* **Your task**
Each record below should be given again exactly as it reads.

* **Recorded data**
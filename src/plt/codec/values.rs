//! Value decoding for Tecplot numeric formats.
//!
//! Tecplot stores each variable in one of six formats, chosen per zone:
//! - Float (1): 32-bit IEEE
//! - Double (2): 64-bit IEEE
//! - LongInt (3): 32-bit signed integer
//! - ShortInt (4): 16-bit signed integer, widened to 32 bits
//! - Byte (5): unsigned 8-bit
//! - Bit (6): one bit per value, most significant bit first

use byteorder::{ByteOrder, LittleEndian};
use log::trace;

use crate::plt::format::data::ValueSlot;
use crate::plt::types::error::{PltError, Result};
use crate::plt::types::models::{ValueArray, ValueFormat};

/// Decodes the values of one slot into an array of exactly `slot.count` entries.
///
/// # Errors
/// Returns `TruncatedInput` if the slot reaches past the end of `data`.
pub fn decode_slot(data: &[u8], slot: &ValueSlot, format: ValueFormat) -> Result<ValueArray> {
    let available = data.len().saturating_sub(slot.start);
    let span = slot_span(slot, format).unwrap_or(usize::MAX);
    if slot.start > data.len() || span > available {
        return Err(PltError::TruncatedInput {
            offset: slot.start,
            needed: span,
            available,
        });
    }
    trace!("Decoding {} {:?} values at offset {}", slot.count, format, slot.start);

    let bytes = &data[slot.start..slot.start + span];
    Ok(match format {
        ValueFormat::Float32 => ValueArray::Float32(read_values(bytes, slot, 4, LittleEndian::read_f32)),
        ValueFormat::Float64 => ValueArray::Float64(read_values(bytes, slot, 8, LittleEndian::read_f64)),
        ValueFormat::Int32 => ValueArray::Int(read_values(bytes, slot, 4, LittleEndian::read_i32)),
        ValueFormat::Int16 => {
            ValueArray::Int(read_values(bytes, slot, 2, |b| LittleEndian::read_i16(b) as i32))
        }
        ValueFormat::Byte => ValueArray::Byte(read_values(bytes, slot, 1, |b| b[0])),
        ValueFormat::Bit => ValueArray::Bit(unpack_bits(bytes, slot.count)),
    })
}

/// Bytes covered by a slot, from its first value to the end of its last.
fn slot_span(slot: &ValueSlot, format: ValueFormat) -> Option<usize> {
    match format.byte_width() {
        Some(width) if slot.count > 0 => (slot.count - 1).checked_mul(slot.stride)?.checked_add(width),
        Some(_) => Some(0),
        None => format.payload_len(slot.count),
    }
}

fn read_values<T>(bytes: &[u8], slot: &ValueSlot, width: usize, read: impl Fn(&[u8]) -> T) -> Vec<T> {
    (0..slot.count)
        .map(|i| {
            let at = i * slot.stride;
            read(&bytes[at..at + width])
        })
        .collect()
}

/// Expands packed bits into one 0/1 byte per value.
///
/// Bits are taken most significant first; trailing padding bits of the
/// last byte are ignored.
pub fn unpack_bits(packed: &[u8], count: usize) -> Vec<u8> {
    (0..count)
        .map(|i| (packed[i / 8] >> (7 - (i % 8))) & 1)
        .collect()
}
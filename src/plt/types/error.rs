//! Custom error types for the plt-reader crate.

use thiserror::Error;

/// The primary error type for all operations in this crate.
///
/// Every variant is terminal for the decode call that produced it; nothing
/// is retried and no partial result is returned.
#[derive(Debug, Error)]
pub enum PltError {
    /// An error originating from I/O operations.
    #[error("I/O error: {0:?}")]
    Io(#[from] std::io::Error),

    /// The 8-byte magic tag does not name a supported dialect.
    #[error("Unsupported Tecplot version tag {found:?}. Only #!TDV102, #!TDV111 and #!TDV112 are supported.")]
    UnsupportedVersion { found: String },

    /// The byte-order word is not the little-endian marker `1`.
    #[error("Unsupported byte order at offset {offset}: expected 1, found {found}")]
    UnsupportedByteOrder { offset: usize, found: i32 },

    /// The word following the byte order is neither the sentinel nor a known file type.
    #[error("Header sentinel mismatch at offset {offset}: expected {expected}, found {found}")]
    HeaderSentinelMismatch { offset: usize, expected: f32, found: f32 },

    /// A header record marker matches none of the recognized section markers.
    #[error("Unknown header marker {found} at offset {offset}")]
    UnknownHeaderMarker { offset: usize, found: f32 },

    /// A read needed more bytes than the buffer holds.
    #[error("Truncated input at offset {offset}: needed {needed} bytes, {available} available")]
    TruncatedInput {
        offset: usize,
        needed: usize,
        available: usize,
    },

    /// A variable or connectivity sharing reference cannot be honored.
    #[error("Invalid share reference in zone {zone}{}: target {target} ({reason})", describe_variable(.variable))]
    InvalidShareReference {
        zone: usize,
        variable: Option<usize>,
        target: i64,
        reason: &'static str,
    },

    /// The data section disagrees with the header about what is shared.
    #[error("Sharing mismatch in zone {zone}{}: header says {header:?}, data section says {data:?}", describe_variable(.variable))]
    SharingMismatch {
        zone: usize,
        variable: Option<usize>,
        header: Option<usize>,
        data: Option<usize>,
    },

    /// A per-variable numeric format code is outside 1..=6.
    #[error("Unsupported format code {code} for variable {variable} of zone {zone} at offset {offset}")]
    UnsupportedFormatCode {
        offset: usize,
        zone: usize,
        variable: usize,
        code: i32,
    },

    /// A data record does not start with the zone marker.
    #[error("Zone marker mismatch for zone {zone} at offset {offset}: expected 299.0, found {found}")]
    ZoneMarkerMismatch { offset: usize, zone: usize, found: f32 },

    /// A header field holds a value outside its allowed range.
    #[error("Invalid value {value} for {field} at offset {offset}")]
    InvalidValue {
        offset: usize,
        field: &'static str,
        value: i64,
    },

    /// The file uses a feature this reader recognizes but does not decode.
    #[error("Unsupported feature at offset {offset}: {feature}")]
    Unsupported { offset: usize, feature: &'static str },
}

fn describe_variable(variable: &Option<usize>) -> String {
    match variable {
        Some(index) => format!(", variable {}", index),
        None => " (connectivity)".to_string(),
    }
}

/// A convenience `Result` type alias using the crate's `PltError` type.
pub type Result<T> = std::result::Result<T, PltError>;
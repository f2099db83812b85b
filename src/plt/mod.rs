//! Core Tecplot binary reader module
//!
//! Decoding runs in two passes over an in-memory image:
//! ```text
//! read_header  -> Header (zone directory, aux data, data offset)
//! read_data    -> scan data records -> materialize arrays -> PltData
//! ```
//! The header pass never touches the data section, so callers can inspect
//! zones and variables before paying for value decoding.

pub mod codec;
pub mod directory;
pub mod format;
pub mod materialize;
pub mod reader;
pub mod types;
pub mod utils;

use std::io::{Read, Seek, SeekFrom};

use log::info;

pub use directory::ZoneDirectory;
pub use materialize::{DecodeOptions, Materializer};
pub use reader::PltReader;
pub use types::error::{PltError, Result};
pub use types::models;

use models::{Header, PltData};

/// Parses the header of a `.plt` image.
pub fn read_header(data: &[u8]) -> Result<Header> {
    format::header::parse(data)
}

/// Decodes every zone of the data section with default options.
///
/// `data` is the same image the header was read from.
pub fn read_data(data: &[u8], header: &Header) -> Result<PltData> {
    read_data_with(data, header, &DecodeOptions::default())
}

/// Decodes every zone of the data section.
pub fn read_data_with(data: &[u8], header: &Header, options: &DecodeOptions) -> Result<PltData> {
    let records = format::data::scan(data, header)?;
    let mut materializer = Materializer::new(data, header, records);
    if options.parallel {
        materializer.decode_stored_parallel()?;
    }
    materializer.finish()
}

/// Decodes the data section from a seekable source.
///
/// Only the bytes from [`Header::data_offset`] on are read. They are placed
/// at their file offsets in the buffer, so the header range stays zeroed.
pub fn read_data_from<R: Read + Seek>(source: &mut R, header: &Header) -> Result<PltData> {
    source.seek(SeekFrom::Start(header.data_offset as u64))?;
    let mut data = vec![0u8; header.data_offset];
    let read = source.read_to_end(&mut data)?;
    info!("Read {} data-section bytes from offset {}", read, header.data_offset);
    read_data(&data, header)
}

* **Task response**
filename src/plt/codec/values.rs
//! Value decoding for Tecplot numeric formats.
//!
//! Tecplot stores each variable in one of six formats, chosen per zone:
//! - Float (1): 32-bit IEEE
//! - Double (2): 64-bit IEEE
//! - LongInt (3): 32-bit signed integer
//! - ShortInt (4): 16-bit signed integer, widened to 32 bits
//! - Byte (5): unsigned 8-bit
//! - Bit (6): one bit per value, most significant bit first

use byteorder::{ByteOrder, LittleEndian};
use log::trace;

use crate::plt::format::data::ValueSlot;
use crate::plt::types::error::{PltError, Result};
use crate::plt::types::models::{ValueArray, ValueFormat};

/// Decodes the values of one slot into an array of exactly `slot.count` entries.
///
/// # Errors
/// Returns `TruncatedInput` if the slot reaches past the end of `data`.
pub fn decode_slot(data: &[u8], slot: &ValueSlot, format: ValueFormat) -> Result<ValueArray> {
    let available = data.len().saturating_sub(slot.start);
    let span = slot_span(slot, format).unwrap_or(usize::MAX);
    if slot.start > data.len() || span > available {
        return Err(PltError::TruncatedInput {
            offset: slot.start,
            needed: span,
            available,
        });
    }
    trace!("Decoding {} {:?} values at offset {}", slot.count, format, slot.start);

    let bytes = &data[slot.start..slot.start + span];
    Ok(match format {
        ValueFormat::Float32 => ValueArray::Float32(read_values(bytes, slot, 4, LittleEndian::read_f32)),
        ValueFormat::Float64 => ValueArray::Float64(read_values(bytes, slot, 8, LittleEndian::read_f64)),
        ValueFormat::Int32 => ValueArray::Int(read_values(bytes, slot, 4, LittleEndian::read_i32)),
        ValueFormat::Int16 => {
            ValueArray::Int(read_values(bytes, slot, 2, |b| LittleEndian::read_i16(b) as i32))
        }
        ValueFormat::Byte => ValueArray::Byte(read_values(bytes, slot, 1, |b| b[0])),
        ValueFormat::Bit => ValueArray::Bit(unpack_bits(bytes, slot.count)),
    })
}

/// Bytes covered by a slot, from its first value to the end of its last.
fn slot_span(slot: &ValueSlot, format: ValueFormat) -> Option<usize> {
    match format.byte_width() {
        Some(width) if slot.count > 0 => (slot.count - 1).checked_mul(slot.stride)?.checked_add(width),
        Some(_) => Some(0),
        None => format.payload_len(slot.count),
    }
}

fn read_values<T>(bytes: &[u8], slot: &ValueSlot, width: usize, read: impl Fn(&[u8]) -> T) -> Vec<T> {
    (0..slot.count)
        .map(|i| {
            let at = i * slot.stride;
            read(&bytes[at..at + width])
        })
        .collect()
}

/// Expands packed bits into one 0/1 byte per value.
///
/// Bits are taken most significant first; trailing padding bits of the
/// last byte are ignored.
pub fn unpack_bits(packed: &[u8], count: usize) -> Vec<u8> {
    (0..count)
        .map(|i| (packed[i / 8] >> (7 - (i % 8))) & 1)
        .collect()
}
filename src/plt/types/error.rs
//! Custom error types for the plt-reader crate.

use thiserror::Error;

/// The primary error type for all operations in this crate.
///
/// Every variant is terminal for the decode call that produced it; nothing
/// is retried and no partial result is returned.
#[derive(Debug, Error)]
pub enum PltError {
    /// An error originating from I/O operations.
    #[error("I/O error: {0:?}")]
    Io(#[from] std::io::Error),

    /// The 8-byte magic tag does not name a supported dialect.
    #[error("Unsupported Tecplot version tag {found:?}. Only #!TDV102, #!TDV111 and #!TDV112 are supported.")]
    UnsupportedVersion { found: String },

    /// The byte-order word is not the little-endian marker `1`.
    #[error("Unsupported byte order at offset {offset}: expected 1, found {found}")]
    UnsupportedByteOrder { offset: usize, found: i32 },

    /// The word following the byte order is neither the sentinel nor a known file type.
    #[error("Header sentinel mismatch at offset {offset}: expected {expected}, found {found}")]
    HeaderSentinelMismatch { offset: usize, expected: f32, found: f32 },

    /// A header record marker matches none of the recognized section markers.
    #[error("Unknown header marker {found} at offset {offset}")]
    UnknownHeaderMarker { offset: usize, found: f32 },

    /// A read needed more bytes than the buffer holds.
    #[error("Truncated input at offset {offset}: needed {needed} bytes, {available} available")]
    TruncatedInput {
        offset: usize,
        needed: usize,
        available: usize,
    },

    /// A variable or connectivity sharing reference cannot be honored.
    #[error("Invalid share reference in zone {zone}{}: target {target} ({reason})", describe_variable(.variable))]
    InvalidShareReference {
        zone: usize,
        variable: Option<usize>,
        target: i64,
        reason: &'static str,
    },

    /// The data section disagrees with the header about what is shared.
    #[error("Sharing mismatch in zone {zone}{}: header says {header:?}, data section says {data:?}", describe_variable(.variable))]
    SharingMismatch {
        zone: usize,
        variable: Option<usize>,
        header: Option<usize>,
        data: Option<usize>,
    },

    /// A per-variable numeric format code is outside 1..=6.
    #[error("Unsupported format code {code} for variable {variable} of zone {zone} at offset {offset}")]
    UnsupportedFormatCode {
        offset: usize,
        zone: usize,
        variable: usize,
        code: i32,
    },

    /// A data record does not start with the zone marker.
    #[error("Zone marker mismatch for zone {zone} at offset {offset}: expected 299.0, found {found}")]
    ZoneMarkerMismatch { offset: usize, zone: usize, found: f32 },

    /// A header field holds a value outside its allowed range.
    #[error("Invalid value {value} for {field} at offset {offset}")]
    InvalidValue {
        offset: usize,
        field: &'static str,
        value: i64,
    },

    /// The file uses a feature this reader recognizes but does not decode.
    #[error("Unsupported feature at offset {offset}: {feature}")]
    Unsupported { offset: usize, feature: &'static str },
}

fn describe_variable(variable: &Option<usize>) -> String {
    match variable {
        Some(index) => format!(", variable {}", index),
        None => " (connectivity)".to_string(),
    }
}

/// A convenience `Result` type alias using the crate's `PltError` type.
pub type Result<T> = std::result::Result<T, PltError>;
repository f2099db83812b85b
filename src/plt/mod.rs
//! Core Tecplot binary reader module
//!
//! Decoding runs in two passes over an in-memory image:
//! ```text
//! read_header  -> Header (zone directory, aux data, data offset)
//! read_data    -> scan data records -> materialize arrays -> PltData
//! ```
//! The header pass never touches the data section, so callers can inspect
//! zones and variables before paying for value decoding.

pub mod codec;
pub mod directory;
pub mod format;
pub mod materialize;
pub mod reader;
pub mod types;
pub mod utils;

use std::io::{Read, Seek, SeekFrom};

use log::info;

pub use directory::ZoneDirectory;
pub use materialize::{DecodeOptions, Materializer};
pub use reader::PltReader;
pub use types::error::{PltError, Result};
pub use types::models;

use models::{Header, PltData};

/// Parses the header of a `.plt` image.
pub fn read_header(data: &[u8]) -> Result<Header> {
    format::header::parse(data)
}

/// Decodes every zone of the data section with default options.
///
/// `data` is the same image the header was read from.
pub fn read_data(data: &[u8], header: &Header) -> Result<PltData> {
    read_data_with(data, header, &DecodeOptions::default())
}

/// Decodes every zone of the data section.
pub fn read_data_with(data: &[u8], header: &Header, options: &DecodeOptions) -> Result<PltData> {
    let records = format::data::scan(data, header)?;
    let mut materializer = Materializer::new(data, header, records);
    if options.parallel {
        materializer.decode_stored_parallel()?;
    }
    materializer.finish()
}

/// Decodes the data section from a seekable source.
///
/// Only the bytes from [`Header::data_offset`] on are read. They are placed
/// at their file offsets in the buffer, so the header range stays zeroed.
pub fn read_data_from<R: Read + Seek>(source: &mut R, header: &Header) -> Result<PltData> {
    source.seek(SeekFrom::Start(header.data_offset as u64))?;
    let mut data = vec![0u8; header.data_offset];
    let read = source.read_to_end(&mut data)?;
    info!("Read {} data-section bytes from offset {}", read, header.data_offset);
    read_data(&data, header)
}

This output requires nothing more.